EXERCISE AIM
In the listing below, find the line with "filename src/ports/task_repository.rs" and the line with "does not exist for this owner.". Repeat those two lines and all lines between them exactly.

INPUT
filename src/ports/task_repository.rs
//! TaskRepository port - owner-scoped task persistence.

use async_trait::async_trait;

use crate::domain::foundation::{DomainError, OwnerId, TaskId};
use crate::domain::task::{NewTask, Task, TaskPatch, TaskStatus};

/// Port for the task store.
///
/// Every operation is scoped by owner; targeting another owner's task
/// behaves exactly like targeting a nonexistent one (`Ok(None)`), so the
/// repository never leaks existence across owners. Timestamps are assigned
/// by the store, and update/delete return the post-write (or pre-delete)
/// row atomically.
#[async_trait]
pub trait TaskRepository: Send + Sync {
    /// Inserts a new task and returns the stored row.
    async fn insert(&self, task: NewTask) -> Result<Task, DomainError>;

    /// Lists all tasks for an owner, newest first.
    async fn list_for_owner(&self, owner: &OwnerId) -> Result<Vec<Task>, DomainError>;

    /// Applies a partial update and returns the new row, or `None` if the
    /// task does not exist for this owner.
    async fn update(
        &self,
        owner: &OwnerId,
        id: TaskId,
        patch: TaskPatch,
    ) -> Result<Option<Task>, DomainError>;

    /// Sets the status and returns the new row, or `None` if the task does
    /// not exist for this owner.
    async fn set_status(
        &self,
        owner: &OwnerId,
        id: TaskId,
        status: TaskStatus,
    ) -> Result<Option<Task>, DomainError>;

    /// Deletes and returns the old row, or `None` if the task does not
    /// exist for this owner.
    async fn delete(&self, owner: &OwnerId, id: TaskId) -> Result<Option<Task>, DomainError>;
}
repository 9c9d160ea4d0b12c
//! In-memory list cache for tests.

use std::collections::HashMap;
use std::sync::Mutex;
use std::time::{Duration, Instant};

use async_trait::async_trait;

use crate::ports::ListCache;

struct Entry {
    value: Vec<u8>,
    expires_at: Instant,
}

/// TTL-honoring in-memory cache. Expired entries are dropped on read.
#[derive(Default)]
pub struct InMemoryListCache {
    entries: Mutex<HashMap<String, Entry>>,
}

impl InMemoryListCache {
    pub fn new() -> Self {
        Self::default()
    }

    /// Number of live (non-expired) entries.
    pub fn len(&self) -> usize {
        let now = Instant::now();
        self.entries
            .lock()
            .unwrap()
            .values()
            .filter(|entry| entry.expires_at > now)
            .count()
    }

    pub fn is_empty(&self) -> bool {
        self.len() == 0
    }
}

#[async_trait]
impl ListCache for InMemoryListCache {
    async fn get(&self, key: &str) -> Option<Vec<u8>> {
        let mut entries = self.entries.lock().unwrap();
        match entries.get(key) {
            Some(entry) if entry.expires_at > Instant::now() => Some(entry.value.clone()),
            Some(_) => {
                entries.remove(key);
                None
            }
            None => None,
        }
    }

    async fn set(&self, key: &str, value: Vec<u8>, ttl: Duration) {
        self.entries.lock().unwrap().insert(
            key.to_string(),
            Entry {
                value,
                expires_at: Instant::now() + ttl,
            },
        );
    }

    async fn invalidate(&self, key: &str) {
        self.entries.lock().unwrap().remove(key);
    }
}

* * *

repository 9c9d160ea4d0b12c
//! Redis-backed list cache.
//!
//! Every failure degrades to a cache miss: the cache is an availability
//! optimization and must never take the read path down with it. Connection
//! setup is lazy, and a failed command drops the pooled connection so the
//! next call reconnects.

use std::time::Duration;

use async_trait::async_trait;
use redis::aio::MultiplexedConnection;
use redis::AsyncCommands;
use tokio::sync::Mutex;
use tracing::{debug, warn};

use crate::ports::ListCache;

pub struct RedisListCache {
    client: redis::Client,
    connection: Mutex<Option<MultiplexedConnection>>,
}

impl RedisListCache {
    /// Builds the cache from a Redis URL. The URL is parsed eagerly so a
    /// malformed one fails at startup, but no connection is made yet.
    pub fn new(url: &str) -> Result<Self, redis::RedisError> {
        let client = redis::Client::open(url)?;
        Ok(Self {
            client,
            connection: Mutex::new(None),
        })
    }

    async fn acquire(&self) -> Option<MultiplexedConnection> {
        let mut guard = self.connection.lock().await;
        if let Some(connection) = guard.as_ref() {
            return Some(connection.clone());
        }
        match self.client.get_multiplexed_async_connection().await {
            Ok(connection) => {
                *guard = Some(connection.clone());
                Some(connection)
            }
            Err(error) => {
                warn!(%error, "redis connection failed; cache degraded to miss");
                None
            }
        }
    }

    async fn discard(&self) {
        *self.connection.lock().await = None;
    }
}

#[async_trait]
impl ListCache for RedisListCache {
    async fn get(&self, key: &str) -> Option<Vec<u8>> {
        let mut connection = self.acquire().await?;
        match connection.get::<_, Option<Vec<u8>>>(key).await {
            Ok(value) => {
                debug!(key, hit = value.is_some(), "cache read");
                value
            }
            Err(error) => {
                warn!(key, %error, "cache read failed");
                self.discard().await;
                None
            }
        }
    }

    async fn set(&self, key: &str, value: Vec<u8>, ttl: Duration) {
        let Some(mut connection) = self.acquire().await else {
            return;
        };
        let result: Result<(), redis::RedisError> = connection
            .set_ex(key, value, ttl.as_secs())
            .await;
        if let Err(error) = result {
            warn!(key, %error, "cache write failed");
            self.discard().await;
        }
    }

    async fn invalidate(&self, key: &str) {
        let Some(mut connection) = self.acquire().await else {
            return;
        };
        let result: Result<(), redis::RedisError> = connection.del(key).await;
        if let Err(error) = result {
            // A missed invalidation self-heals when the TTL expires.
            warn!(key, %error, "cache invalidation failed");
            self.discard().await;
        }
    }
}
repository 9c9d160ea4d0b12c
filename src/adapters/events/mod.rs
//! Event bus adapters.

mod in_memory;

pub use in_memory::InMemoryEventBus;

* * *

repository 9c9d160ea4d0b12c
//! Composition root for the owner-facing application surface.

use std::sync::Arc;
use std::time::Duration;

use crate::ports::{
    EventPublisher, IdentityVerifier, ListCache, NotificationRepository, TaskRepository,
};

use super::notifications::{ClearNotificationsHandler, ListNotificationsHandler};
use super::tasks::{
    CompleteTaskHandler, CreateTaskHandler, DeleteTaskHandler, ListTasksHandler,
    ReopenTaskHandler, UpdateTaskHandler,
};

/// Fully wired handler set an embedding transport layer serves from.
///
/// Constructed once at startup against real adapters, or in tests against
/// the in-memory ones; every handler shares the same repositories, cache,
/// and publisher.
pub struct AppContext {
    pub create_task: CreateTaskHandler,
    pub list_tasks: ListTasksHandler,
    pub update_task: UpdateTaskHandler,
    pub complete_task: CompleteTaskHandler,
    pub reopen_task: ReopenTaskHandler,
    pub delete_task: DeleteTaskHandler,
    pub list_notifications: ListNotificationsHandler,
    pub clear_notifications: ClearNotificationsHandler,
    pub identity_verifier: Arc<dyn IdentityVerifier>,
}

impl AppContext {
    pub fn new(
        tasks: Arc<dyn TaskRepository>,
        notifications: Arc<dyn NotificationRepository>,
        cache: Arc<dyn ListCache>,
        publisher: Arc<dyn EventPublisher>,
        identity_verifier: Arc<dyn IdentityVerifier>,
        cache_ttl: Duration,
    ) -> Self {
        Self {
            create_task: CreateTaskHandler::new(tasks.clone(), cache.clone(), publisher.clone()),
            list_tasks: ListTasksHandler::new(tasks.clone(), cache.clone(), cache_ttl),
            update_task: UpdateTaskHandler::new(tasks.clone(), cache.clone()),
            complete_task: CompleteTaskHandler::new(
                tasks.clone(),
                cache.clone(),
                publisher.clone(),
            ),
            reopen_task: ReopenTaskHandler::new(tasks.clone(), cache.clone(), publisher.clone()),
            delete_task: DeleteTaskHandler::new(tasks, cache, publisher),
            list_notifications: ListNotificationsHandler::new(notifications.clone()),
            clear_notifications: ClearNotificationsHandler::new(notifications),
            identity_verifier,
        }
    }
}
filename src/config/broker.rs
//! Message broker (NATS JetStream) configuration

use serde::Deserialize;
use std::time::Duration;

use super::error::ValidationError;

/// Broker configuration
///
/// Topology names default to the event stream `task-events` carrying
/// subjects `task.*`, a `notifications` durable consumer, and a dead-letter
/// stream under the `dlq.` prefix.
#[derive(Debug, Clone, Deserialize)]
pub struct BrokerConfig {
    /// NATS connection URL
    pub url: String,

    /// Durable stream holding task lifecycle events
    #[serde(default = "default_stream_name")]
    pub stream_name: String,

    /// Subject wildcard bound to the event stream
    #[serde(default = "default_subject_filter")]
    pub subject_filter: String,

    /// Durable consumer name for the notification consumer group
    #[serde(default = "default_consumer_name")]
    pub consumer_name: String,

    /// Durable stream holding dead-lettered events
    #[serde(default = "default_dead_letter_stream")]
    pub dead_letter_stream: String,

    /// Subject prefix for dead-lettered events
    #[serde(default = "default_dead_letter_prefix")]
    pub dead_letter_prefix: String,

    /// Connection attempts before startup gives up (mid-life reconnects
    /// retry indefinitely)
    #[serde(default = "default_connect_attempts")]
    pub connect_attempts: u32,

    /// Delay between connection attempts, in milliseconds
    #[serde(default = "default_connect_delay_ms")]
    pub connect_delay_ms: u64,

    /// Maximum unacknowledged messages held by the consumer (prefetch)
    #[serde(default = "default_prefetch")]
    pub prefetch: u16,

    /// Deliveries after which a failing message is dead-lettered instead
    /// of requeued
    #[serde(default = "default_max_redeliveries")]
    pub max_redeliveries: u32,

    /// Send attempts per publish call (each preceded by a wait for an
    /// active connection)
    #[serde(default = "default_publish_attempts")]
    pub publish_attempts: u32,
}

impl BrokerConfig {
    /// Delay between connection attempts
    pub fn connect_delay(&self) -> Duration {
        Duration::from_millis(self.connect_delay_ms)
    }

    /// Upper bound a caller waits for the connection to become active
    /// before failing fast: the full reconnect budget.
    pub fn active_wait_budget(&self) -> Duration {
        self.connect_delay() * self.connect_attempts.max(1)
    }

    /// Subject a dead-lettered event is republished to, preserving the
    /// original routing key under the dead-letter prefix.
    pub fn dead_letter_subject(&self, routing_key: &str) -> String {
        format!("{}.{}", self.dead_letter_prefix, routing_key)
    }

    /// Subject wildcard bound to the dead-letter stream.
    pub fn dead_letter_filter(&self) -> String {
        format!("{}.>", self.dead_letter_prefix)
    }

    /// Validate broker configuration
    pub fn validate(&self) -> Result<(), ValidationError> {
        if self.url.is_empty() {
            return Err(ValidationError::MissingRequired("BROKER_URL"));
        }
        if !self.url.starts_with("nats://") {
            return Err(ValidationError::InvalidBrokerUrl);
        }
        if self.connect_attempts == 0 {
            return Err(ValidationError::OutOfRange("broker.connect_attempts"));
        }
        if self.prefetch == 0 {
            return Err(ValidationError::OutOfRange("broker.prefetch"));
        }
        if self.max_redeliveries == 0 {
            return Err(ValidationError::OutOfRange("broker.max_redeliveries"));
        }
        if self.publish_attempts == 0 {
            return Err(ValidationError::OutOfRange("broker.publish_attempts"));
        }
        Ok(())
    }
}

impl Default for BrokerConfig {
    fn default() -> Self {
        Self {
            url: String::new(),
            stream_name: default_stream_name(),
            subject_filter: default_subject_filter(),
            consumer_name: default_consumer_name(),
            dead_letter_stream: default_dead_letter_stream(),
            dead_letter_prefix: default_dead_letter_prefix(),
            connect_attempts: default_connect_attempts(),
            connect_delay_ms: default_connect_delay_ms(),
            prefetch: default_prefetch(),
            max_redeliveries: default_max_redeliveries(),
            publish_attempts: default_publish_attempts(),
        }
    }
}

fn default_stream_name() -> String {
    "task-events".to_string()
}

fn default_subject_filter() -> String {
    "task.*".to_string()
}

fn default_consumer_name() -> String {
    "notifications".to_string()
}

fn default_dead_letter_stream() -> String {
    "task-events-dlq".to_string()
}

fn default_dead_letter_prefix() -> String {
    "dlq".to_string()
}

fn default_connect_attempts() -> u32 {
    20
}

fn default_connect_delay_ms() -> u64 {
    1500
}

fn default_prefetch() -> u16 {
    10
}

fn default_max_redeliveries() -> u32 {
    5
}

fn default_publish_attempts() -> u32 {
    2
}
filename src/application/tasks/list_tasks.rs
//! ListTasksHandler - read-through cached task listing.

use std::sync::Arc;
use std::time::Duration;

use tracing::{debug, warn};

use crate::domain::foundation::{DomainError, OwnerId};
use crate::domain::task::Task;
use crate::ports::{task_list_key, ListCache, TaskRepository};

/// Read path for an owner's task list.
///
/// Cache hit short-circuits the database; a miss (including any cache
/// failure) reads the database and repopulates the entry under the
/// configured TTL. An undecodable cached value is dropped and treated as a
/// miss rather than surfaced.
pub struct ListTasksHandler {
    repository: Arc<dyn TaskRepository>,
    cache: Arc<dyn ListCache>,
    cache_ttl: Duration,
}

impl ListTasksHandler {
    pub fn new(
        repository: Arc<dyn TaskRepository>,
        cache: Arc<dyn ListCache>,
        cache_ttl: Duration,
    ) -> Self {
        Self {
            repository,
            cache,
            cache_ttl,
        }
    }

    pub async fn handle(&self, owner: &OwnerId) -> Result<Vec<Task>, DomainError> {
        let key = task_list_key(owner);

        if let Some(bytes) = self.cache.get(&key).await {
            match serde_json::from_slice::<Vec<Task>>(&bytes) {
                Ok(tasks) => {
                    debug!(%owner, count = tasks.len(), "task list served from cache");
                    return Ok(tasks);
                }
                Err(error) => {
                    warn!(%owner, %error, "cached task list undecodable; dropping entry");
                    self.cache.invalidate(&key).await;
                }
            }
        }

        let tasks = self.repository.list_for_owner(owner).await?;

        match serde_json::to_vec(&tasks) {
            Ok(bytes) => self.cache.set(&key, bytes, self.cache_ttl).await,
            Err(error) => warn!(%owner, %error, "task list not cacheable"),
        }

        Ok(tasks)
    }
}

RESULT
filename src/ports/task_repository.rs
//! TaskRepository port - owner-scoped task persistence.

use async_trait::async_trait;

use crate::domain::foundation::{DomainError, OwnerId, TaskId};
use crate::domain::task::{NewTask, Task, TaskPatch, TaskStatus};

/// Port for the task store.
///
/// Every operation is scoped by owner; targeting another owner's task
/// behaves exactly like targeting a nonexistent one (`Ok(None)`), so the
/// repository never leaks existence across owners. Timestamps are assigned
/// by the store, and update/delete return the post-write (or pre-delete)
/// row atomically.
#[async_trait]
pub trait TaskRepository: Send + Sync {
    /// Inserts a new task and returns the stored row.
    async fn insert(&self, task: NewTask) -> Result<Task, DomainError>;

    /// Lists all tasks for an owner, newest first.
    async fn list_for_owner(&self, owner: &OwnerId) -> Result<Vec<Task>, DomainError>;

    /// Applies a partial update and returns the new row, or `None` if the
    /// task does not exist for this owner.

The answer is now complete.